Harris urged them to continue to protect “hard-fought, hard-won freedoms” in the nation.

“Just consider: In states across our nation, extremists attack the freedom to vote. They pass laws to ban drop boxes, to limit early voting, to make it illegal to offer food and water to people who are standing in line for hours to simply cast their ballot,” she said. “Bishops, whatever happened to love thy neighbor?”

Harris said she felt “at home” among the AME Church members as she recalled her own Christian upbringing in Oakland, California.

“Growing up, I attended 23rd Avenue Church of God, and my sister Maya and I, we sang in the choir, of course went to Sunday school and gathered with family and friends in the basement of our church to eat food prepared by loving hands,” she said, describing churches as settings to share and find faith. “In moments of uncertainty and confusion, when the way is not clear, it is faith that guides us forward, faith in what we often cannot see yet know to be true.”

Harris also used the speech to criticize laws that have limited abortion access and LGBTQ rights.

“And, all the while, these same extremists refuse to pass reasonable gun safety laws to keep our children and places of worship safe, reasonable gun safety laws like the type Mother Emanuel has fought too long for,” she said, referring to the AME church in Charleston, South Carolina, where the pastor and eight others were killed when a white supremacist opened fire during a Bible study in 2015.

Harris has criticized other efforts that seek to “erase or even rewrite” Black history in other recent speeches.

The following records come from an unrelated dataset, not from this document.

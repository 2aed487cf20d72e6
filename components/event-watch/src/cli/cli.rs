// Local crates
use crate::{
    helpers::converters::parse_cli_date,
    normalizer::models::Privacy,
    output::sink::{OutputFormat, Property},
    poller::options::WatchOptions,
    runtime,
    source::source::LogLevel,
};

// External crates
use anyhow::Result;
use chrono::{DateTime, Utc};
use clap::{Args, Parser, Subcommand};
use std::path::PathBuf;

pub const DEFAULT_CONFIG_PATH: &str = "event_watch.toml";

#[derive(Parser, Debug)]
#[command(
    name = "event-watch",
    long_about = "event-watch merges debugger alerts, messages and calls from your account into a single, time ordered stream.",
    about = "Watch account events as they happen",
    version,
    term_width = 100,
    after_help = "\
    EXAMPLES:
        event-watch watch --streaming
        event-watch watch --start-date 2026-10-01 --end-date 2026-10-02 --no-pii
        event-watch watch -s --log-level error -o json
        event-watch validate --config ./event_watch.toml"
)]
struct Cli {
    #[command(subcommand)]
    command: Commands,
}

#[derive(Subcommand, Debug)]
enum Commands {
    /// Show account events, once or continuously
    Watch(WatchArgs),

    /// Load the configuration file and print it with secrets masked
    Validate {
        #[arg(short, long, default_value = DEFAULT_CONFIG_PATH)]
        config: PathBuf,
    },

    /// Display version information
    Version,
}

#[derive(Args, Debug)]
pub struct WatchArgs {
    /// Only show events on or after this date
    #[arg(long, value_parser = parse_cli_date)]
    pub start_date: Option<DateTime<Utc>>,

    /// Only show events on or before this date (not allowed when streaming)
    #[arg(long, value_parser = parse_cli_date)]
    pub end_date: Option<DateTime<Utc>>,

    /// Keep polling for new events until interrupted
    #[arg(short, long)]
    pub streaming: bool,

    /// Only show debugger alerts of this level
    #[arg(long, value_enum)]
    pub log_level: Option<LogLevel>,

    /// Comma separated list of columns to show
    #[arg(long, default_value = Property::DEFAULT_LIST)]
    pub properties: String,

    /// Mask phone numbers and replace message bodies with their length
    #[arg(long)]
    pub no_pii: bool,

    /// Include the last few minutes of events before the watch starts
    #[arg(long)]
    pub show_recent_history: bool,

    /// Output format, overrides `output.format` from the configuration
    #[arg(short, long, value_enum)]
    pub output: Option<OutputFormat>,

    #[arg(short, long, default_value = DEFAULT_CONFIG_PATH)]
    pub config: PathBuf,
}

impl WatchArgs {
    pub fn options(&self) -> WatchOptions {
        WatchOptions {
            start_date: self.start_date,
            end_date: self.end_date,
            streaming: self.streaming,
            log_level: self.log_level,
            properties: self.properties.clone(),
            privacy: Privacy {
                redact_pii: self.no_pii,
            },
            show_recent_history: self.show_recent_history,
        }
    }
}

/// Entry function for CLI
pub async fn run() -> Result<()> {
    let cli = Cli::parse();

    match cli.command {
        Commands::Watch(args) => runtime::runtime::run_watch(args).await?,
        Commands::Validate { config } => validate_config(config)?,
        Commands::Version => show_version(),
    }

    Ok(())
}

//
// ------------------------ Command Implementations ------------------------------
//

/// Validate configuration file
fn validate_config(config: PathBuf) -> Result<()> {
    println!("Validating configuration file: {:?}", config);
    let cfg = crate::helpers::load_config::Config::load_required(&config)?;
    println!("Configuration valid:\n{}", cfg.to_redacted_toml()?);
    Ok(())
}

/// Show version information
fn show_version() {
    println!("event-watch {}", env!("CARGO_PKG_VERSION"));
}

#[cfg(test)]
mod tests {
    use super::*;
    use chrono::TimeZone;
    use clap::CommandFactory;

    fn watch(args: &[&str]) -> WatchArgs {
        let argv = ["event-watch", "watch"].iter().chain(args);
        match Cli::try_parse_from(argv).unwrap().command {
            Commands::Watch(args) => args,
            _ => panic!("expected the watch command"),
        }
    }

    #[test]
    fn command_definition_is_consistent() {
        Cli::command().debug_assert();
    }

    #[test]
    fn watch_defaults() {
        let args = watch(&[]);
        let options = args.options();

        assert!(!options.streaming);
        assert_eq!(options.properties, Property::DEFAULT_LIST);
        assert!(!options.privacy.redact_pii);
        assert_eq!(args.config, PathBuf::from(DEFAULT_CONFIG_PATH));
        assert!(args.output.is_none());
    }

    #[test]
    fn watch_flags_map_onto_options() {
        let args = watch(&[
            "-s",
            "--start-date",
            "2026-10-14 08:30:00",
            "--log-level",
            "warning",
            "--no-pii",
            "--show-recent-history",
            "-o",
            "tsv",
        ]);
        let options = args.options();

        assert!(options.streaming);
        assert_eq!(
            options.start_date,
            Some(Utc.with_ymd_and_hms(2026, 10, 14, 8, 30, 0).unwrap())
        );
        assert_eq!(options.log_level, Some(LogLevel::Warning));
        assert!(options.privacy.redact_pii);
        assert!(options.show_recent_history);
        assert_eq!(args.output, Some(OutputFormat::Tsv));
    }

    #[test]
    fn malformed_dates_are_rejected_by_the_parser() {
        let argv = ["event-watch", "watch", "--start-date", "yesterday"];
        assert!(Cli::try_parse_from(argv).is_err());
    }
}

“Let us not be seduced into believing that somehow we will be better if we forget,” she said at the July 25 ceremony announcing the Emmett Till and Mamie Till-Mobley National Monument, which includes a Chicago church and two Mississippi sites. “We will be better if we remember. We will be stronger if we remember because we all here know it is only by understanding and learning from our past that we can continue to work together to build a better future.”

Harris closed her speech of about 15 minutes to the AME women’s organization with another expression of confidence in the future.

“Let us fight with optimism, with faith and with hope,” she said, “because, as the history of our nation and the history of this church tells us, when we fight, we win.”